DATA SHOWN: Begin

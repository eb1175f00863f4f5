// CLI module - command-line parsing and config subcommands
//
// `fleet-browser` with no subcommand runs the browser. `fleet-browser config`
// inspects or resets the config file.

use crate::config::{Config, VERSION};
use clap::{Parser, Subcommand};
use std::io::Write;

/// Fleet Browser - browse, edit and locate boats from the terminal
#[derive(Parser)]
#[command(name = "fleet-browser")]
#[command(version = VERSION)]
#[command(about = "Terminal boat search and fleet editor", long_about = None)]
pub struct Cli {
    #[command(subcommand)]
    pub command: Option<Commands>,
}

#[derive(Subcommand)]
pub enum Commands {
    /// Manage configuration
    Config {
        /// Show effective configuration
        #[arg(long)]
        show: bool,

        /// Reset config file to defaults
        #[arg(long)]
        reset: bool,

        /// Show config file path
        #[arg(long)]
        path: bool,
    },
}

/// Handle CLI commands. Returns true if a command was handled (exit after).
pub fn handle_cli() -> bool {
    let cli = Cli::parse();

    match cli.command {
        Some(Commands::Config { show, reset, path }) => {
            if path {
                handle_config_path();
            } else if show {
                handle_config_show();
            } else if reset {
                handle_config_reset();
            } else {
                println!("Usage: fleet-browser config [--show|--reset|--path]");
                println!();
                println!("Options:");
                println!("  --show    Display effective configuration");
                println!("  --reset   Reset config file to defaults");
                println!("  --path    Show config file path");
            }
            true
        }
        None => false,
    }
}

fn handle_config_path() {
    match Config::config_path() {
        Some(path) => println!("{}", path.display()),
        None => {
            eprintln!("Error: Could not determine config path");
            std::process::exit(1);
        }
    }
}

fn handle_config_show() {
    let config = Config::from_env();

    println!("# Effective configuration (env > file > defaults)");
    println!("# tui = {}, demo = {}", config.enable_tui, config.demo_mode);
    println!();
    print!("{}", config.to_toml());

    println!();
    if let Some(path) = Config::config_path() {
        if path.exists() {
            println!("# Source: {}", path.display());
        } else {
            println!("# Source: defaults (no config file)");
        }
    }
}

fn handle_config_reset() {
    let Some(path) = Config::config_path() else {
        eprintln!("Error: Could not determine config path");
        std::process::exit(1);
    };

    if path.exists() {
        eprint!(
            "Config file exists at {}. Overwrite? [y/N] ",
            path.display()
        );
        let _ = std::io::stderr().flush();

        let mut input = String::new();
        if std::io::stdin().read_line(&mut input).is_err()
            || !input.trim().eq_ignore_ascii_case("y")
        {
            println!("Aborted.");
            return;
        }
    }

    if let Some(parent) = path.parent() {
        if let Err(e) = std::fs::create_dir_all(parent) {
            eprintln!("Error creating directory: {}", e);
            std::process::exit(1);
        }
    }

    if let Err(e) = std::fs::write(&path, Config::default().to_toml()) {
        eprintln!("Error writing config: {}", e);
        std::process::exit(1);
    }

    println!("Config reset to defaults: {}", path.display());
}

DATA SHOWN: End

§ **PROBLEM TO WORK ON**: A word-for-word copy of the data is the expected answer.

§ **ANSWER TO THIS PROBLEM**:
repository eb1175f00863f4f5
// CLI module - command-line parsing and config subcommands
//
// `fleet-browser` with no subcommand runs the browser. `fleet-browser config`
// inspects or resets the config file.

use crate::config::{Config, VERSION};
use clap::{Parser, Subcommand};
use std::io::Write;

/// Fleet Browser - browse, edit and locate boats from the terminal
#[derive(Parser)]
#[command(name = "fleet-browser")]
#[command(version = VERSION)]
#[command(about = "Terminal boat search and fleet editor", long_about = None)]
pub struct Cli {
    #[command(subcommand)]
    pub command: Option<Commands>,
}

#[derive(Subcommand)]
pub enum Commands {
    /// Manage configuration
    Config {
        /// Show effective configuration
        #[arg(long)]
        show: bool,

        /// Reset config file to defaults
        #[arg(long)]
        reset: bool,

        /// Show config file path
        #[arg(long)]
        path: bool,
    },
}

/// Handle CLI commands. Returns true if a command was handled (exit after).
pub fn handle_cli() -> bool {
    let cli = Cli::parse();

    match cli.command {
        Some(Commands::Config { show, reset, path }) => {
            if path {
                handle_config_path();
            } else if show {
                handle_config_show();
            } else if reset {
                handle_config_reset();
            } else {
                println!("Usage: fleet-browser config [--show|--reset|--path]");
                println!();
                println!("Options:");
                println!("  --show    Display effective configuration");
                println!("  --reset   Reset config file to defaults");
                println!("  --path    Show config file path");
            }
            true
        }
        None => false,
    }
}

fn handle_config_path() {
    match Config::config_path() {
        Some(path) => println!("{}", path.display()),
        None => {
            eprintln!("Error: Could not determine config path");
            std::process::exit(1);
        }
    }
}

fn handle_config_show() {
    let config = Config::from_env();

    println!("# Effective configuration (env > file > defaults)");
    println!("# tui = {}, demo = {}", config.enable_tui, config.demo_mode);
    println!();
    print!("{}", config.to_toml());

    println!();
    if let Some(path) = Config::config_path() {
        if path.exists() {
            println!("# Source: {}", path.display());
        } else {
            println!("# Source: defaults (no config file)");
        }
    }
}

fn handle_config_reset() {
    let Some(path) = Config::config_path() else {
        eprintln!("Error: Could not determine config path");
        std::process::exit(1);
    };

    if path.exists() {
        eprint!(
            "Config file exists at {}. Overwrite? [y/N] ",
            path.display()
        );
        let _ = std::io::stderr().flush();

        let mut input = String::new();
        if std::io::stdin().read_line(&mut input).is_err()
            || !input.trim().eq_ignore_ascii_case("y")
        {
            println!("Aborted.");
            return;
        }
    }

    if let Some(parent) = path.parent() {
        if let Err(e) = std::fs::create_dir_all(parent) {
            eprintln!("Error creating directory: {}", e);
            std::process::exit(1);
        }
    }

    if let Err(e) = std::fs::write(&path, Config::default().to_toml()) {
        eprintln!("Error writing config: {}", e);
        std::process::exit(1);
    }

    println!("Config reset to defaults: {}", path.display());
}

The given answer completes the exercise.